消化性食管狭窄:来自阿根廷的一份报告。
Peptic esophageal stricture: a report from Argentina.
作者信息
Mazzadi Sergio Angel, García Alfredo Omar, Salis Graciela Beatriz, Chiocca Juan Carlos
机构信息
Gastroenterology Service, Hospital Profesor Alejandro Posadas, Palomar City, Argentina.
出版信息
Dis Esophagus. 2004;17(1):63-6. doi: 10.1111/j.1442-2050.2004.00375.x.

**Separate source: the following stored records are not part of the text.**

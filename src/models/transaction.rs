//! Transaction data model and the initial batch payload.

use crate::models::message::MessageRecord;
use serde::{Deserialize, Serialize};
use serde_json::Value;

/// One captured HTTP exchange.
///
/// Created by deserializing the backend's JSON, then mutated in place by the
/// store the first time it is activated. The `processed` flag is never read
/// from the wire, so every deserialized record starts unprocessed.
#[derive(Debug, Clone, PartialEq, Serialize, Deserialize)]
pub struct TransactionRecord {
    /// Opaque unique identifier.
    #[serde(rename = "Id")]
    pub id: String,

    /// Elapsed time for the exchange in nanoseconds.
    #[serde(rename = "Duration")]
    pub duration_nanos: i64,

    /// Capture time in unix seconds, `0` when unknown.
    #[serde(rename = "Start", default)]
    pub start: i64,

    /// Tunnel/connection context, passed through untouched.
    #[serde(rename = "ConnCtx", default, skip_serializing_if = "Value::is_null")]
    pub conn_ctx: Value,

    #[serde(rename = "Req")]
    pub request: MessageRecord,

    #[serde(rename = "Resp")]
    pub response: MessageRecord,

    /// Human-readable duration, filled in when the record enters the store.
    #[serde(
        rename = "FormattedDuration",
        default,
        skip_deserializing,
        skip_serializing_if = "Option::is_none"
    )]
    pub formatted_duration: Option<String>,

    #[serde(skip)]
    pub(crate) processed: bool,
}

impl TransactionRecord {
    /// Returns true once the record has been decoded and formatted.
    pub fn is_processed(&self) -> bool {
        self.processed
    }

    /// Parses a single serialized record.
    pub fn from_json(json: &str) -> Result<Self, serde_json::Error> {
        serde_json::from_str(json)
    }

    /// One-line description: `"GET /path 200 OK 1.50ms"`.
    pub fn summary(&self) -> String {
        let mut parts: Vec<&str> = Vec::with_capacity(3);
        parts.push(self.request.method_path.as_deref().unwrap_or("-"));
        parts.push(self.response.status_code.as_deref().unwrap_or("-"));
        if let Some(duration) = self.formatted_duration.as_deref() {
            parts.push(duration);
        }
        parts.join(" ")
    }
}

/// UI state sent along with the initial batch.
#[derive(Debug, Clone, Default, PartialEq, Serialize, Deserialize)]
#[serde(rename_all = "PascalCase")]
pub struct UiState {
    #[serde(default, deserialize_with = "crate::models::serde_helpers::nullable")]
    pub tunnels: Vec<Value>,
}

/// The initial batch of transactions supplied at startup.
///
/// Accepts either a bare JSON array of records or the backend's page payload
/// `{"Txns": [...], "UiState": {...}}`.
#[derive(Debug, Clone, Default, PartialEq, Serialize, Deserialize)]
#[serde(rename_all = "PascalCase")]
pub struct InitialPayload {
    #[serde(default, deserialize_with = "crate::models::serde_helpers::nullable")]
    pub txns: Vec<TransactionRecord>,

    #[serde(default)]
    pub ui_state: UiState,
}

impl InitialPayload {
    /// Parses an initial batch in either accepted shape.
    pub fn from_json(json: &str) -> Result<Self, serde_json::Error> {
        // Parsed through `Value` rather than an untagged enum: buffered
        // untagged content loses arbitrary-precision numbers.
        let value: Value = serde_json::from_str(json)?;
        if value.is_array() {
            Ok(Self {
                txns: serde_json::from_value(value)?,
                ui_state: UiState::default(),
            })
        } else {
            serde_json::from_value(value)
        }
    }
}

#[cfg(test)]
mod tests {
    use super::*;

    const RECORD: &str = r#"{
        "Id": "abc123",
        "Duration": 1500000,
        "Start": 1700000000,
        "ConnCtx": {"Tunnel": {"PublicUrl": "http://x.example.com"}},
        "Req": {"MethodPath": "GET /users", "Body": {}},
        "Resp": {"Status": "200 OK", "Body": {}}
    }"#;

    #[test]
    fn test_record_deserializes() {
        let txn = TransactionRecord::from_json(RECORD).unwrap();
        assert_eq!(txn.id, "abc123");
        assert_eq!(txn.duration_nanos, 1_500_000);
        assert_eq!(txn.start, 1_700_000_000);
        assert!(!txn.is_processed());
        assert!(txn.formatted_duration.is_none());
    }

    #[test]
    fn test_processed_flag_ignored_on_input() {
        let json = r#"{"Id": "a", "Duration": 1, "processed": true, "Req": {}, "Resp": {}}"#;
        let txn = TransactionRecord::from_json(json).unwrap();
        assert!(!txn.is_processed());
    }

    #[test]
    fn test_missing_required_field_is_rejected() {
        let json = r#"{"Id": "a", "Duration": 1, "Req": {}}"#;
        assert!(TransactionRecord::from_json(json).is_err());
    }

    #[test]
    fn test_summary() {
        let mut txn = TransactionRecord::from_json(RECORD).unwrap();
        assert_eq!(txn.summary(), "GET /users 200 OK");
        txn.formatted_duration = Some("1.50ms".to_string());
        assert_eq!(txn.summary(), "GET /users 200 OK 1.50ms");
    }

    #[test]
    fn test_initial_payload_array() {
        let json = format!("[{}]", RECORD);
        let payload = InitialPayload::from_json(&json).unwrap();
        assert_eq!(payload.txns.len(), 1);
        assert!(payload.ui_state.tunnels.is_empty());
    }

    #[test]
    fn test_initial_payload_page_object() {
        let json = format!(
            r#"{{"Txns": [{}], "UiState": {{"Tunnels": [{{"PublicUrl": "http://x"}}]}}}}"#,
            RECORD
        );
        let payload = InitialPayload::from_json(&json).unwrap();
        assert_eq!(payload.txns.len(), 1);
        assert_eq!(payload.ui_state.tunnels.len(), 1);
    }

    #[test]
    fn test_initial_payload_null_txns() {
        let payload = InitialPayload::from_json(r#"{"Txns": null}"#).unwrap();
        assert!(payload.txns.is_empty());
    }
}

Peptic esophageal stricture (PES) is a major complication of gastroesophageal reflux disease. The aims of this paper were to determine the characteristics of these patients with regard to demography, morphology, functional status and results of therapy. The charts of the patients treated at our service who underwent esophageal dilatation for PES between 1971 and 1998 were reviewed. Statistical analyses were performed by means of chi2, Mann-Whitney and Student's t-tests. One hundred and thirty-five patients with PES were dilated by various means. The mean age was 61.1 +/- 16.3 years, the ratio of men to women was 2.75/1 and mean duration of symptoms was 44.4 +/- 74.6 months. Their symptoms were dysphagia in 100%, pyrosis in 70%, and regurgitation in 40% of the cases. There was an average weight loss of 3.3 +/- 6 kg. The upper gastro-intestinal series showed pre- and post-dilatation diameters at the stricture of 8 +/- 2.5 mm and 15.9 +/- 1.2 mm, respectively. The stricture was located at the lower third of the esophagus in 97% and at the middle third in 3% of the cases. We found PES endoscopically in all instances, with different degrees of erosions in 64%, ulcers in 20% and Barrett's esophagus in 16% of the cases. The biopsy samples showed intestinal metaplasia in 16% and esophagitis in 75.5%, being normal in the remaining 8.5%. Brush cytology was negative for malignancy in 100% of the cases. Esophageal manometry showed peristaltic wave amplitude of 40 +/- 3 mmHg and presence of peristaltic waves of 62 +/- 38.6%. LES pressure was 8.6 +/- 6.3 mmHg (NV 24.2 +/- 6.3 mmHg). Measurement of pH showed 15% of patients had pH < 4. Patients needed a mean of 4.7 +/- 1.6 dilations per case, with successful results in 87.2% of cases. The perforation rate was 0.1% of the total number of procedures and 0.7%, of patients. The mortality rate was 0.7% (one case). We observed PES relapse in 32% of the cases. There was no correlation between relapse, age, duration of the stenosis or pharmacological treatment with H2 blockers or proton pump inhibitors. We conclude that in Argentina, demography, morphology, functional status and results of dilatation of PES patients are similar to those reported in the Western world, with the exception of the different behavior seen after treatment with H2 blockers or proton pump inhibitors.
消化性食管狭窄(PES)是胃食管反流病的一种主要并发症。本文旨在确定这些患者在人口统计学、形态学、功能状态及治疗结果方面的特征。回顾了1971年至1998年间在我院接受食管扩张治疗的PES患者的病历。采用卡方检验、曼-惠特尼检验和学生t检验进行统计学分析。135例PES患者接受了各种方式的扩张治疗。平均年龄为61.1±16.3岁,男女比例为2.75∶1,平均症状持续时间为44.4±74.6个月。100%的患者有吞咽困难症状,70%有烧心症状,40%有反流症状。平均体重减轻3.3±6kg。上消化道造影显示狭窄处扩张前后直径分别为8±2.5mm和15.9±1.2mm。97%的病例狭窄位于食管下三分之一处,3%位于食管中三分之一处。所有病例经内镜检查均发现PES,64%有不同程度的糜烂,20%有溃疡,16%有巴雷特食管。活检样本显示16%有肠化生,75.5%有食管炎,其余8.5%正常。刷检细胞学检查100%病例恶性结果为阴性。食管测压显示蠕动波振幅为40±3mmHg,蠕动波出现率为62±38.6%。LES压力为8.6±6.3mmHg(正常范围24.2±6.3mmHg)。pH值测定显示15%的患者pH值<4。每位患者平均需要4.7±1.6次扩张,87.2%的病例治疗成功。穿孔率占总手术例数的0.1%,占患者的0.7%。死亡率为0.7%(1例)。我们观察到32%的病例出现PES复发。复发与年龄、狭窄持续时间或使用H2受体阻滞剂或质子泵抑制剂的药物治疗之间无相关性。我们得出结论,在阿根廷,PES患者的人口统计学、形态学、功能状态及扩张治疗结果与西方世界报道的相似,但使用H2受体阻滞剂或质子泵抑制剂治疗后的表现有所不同。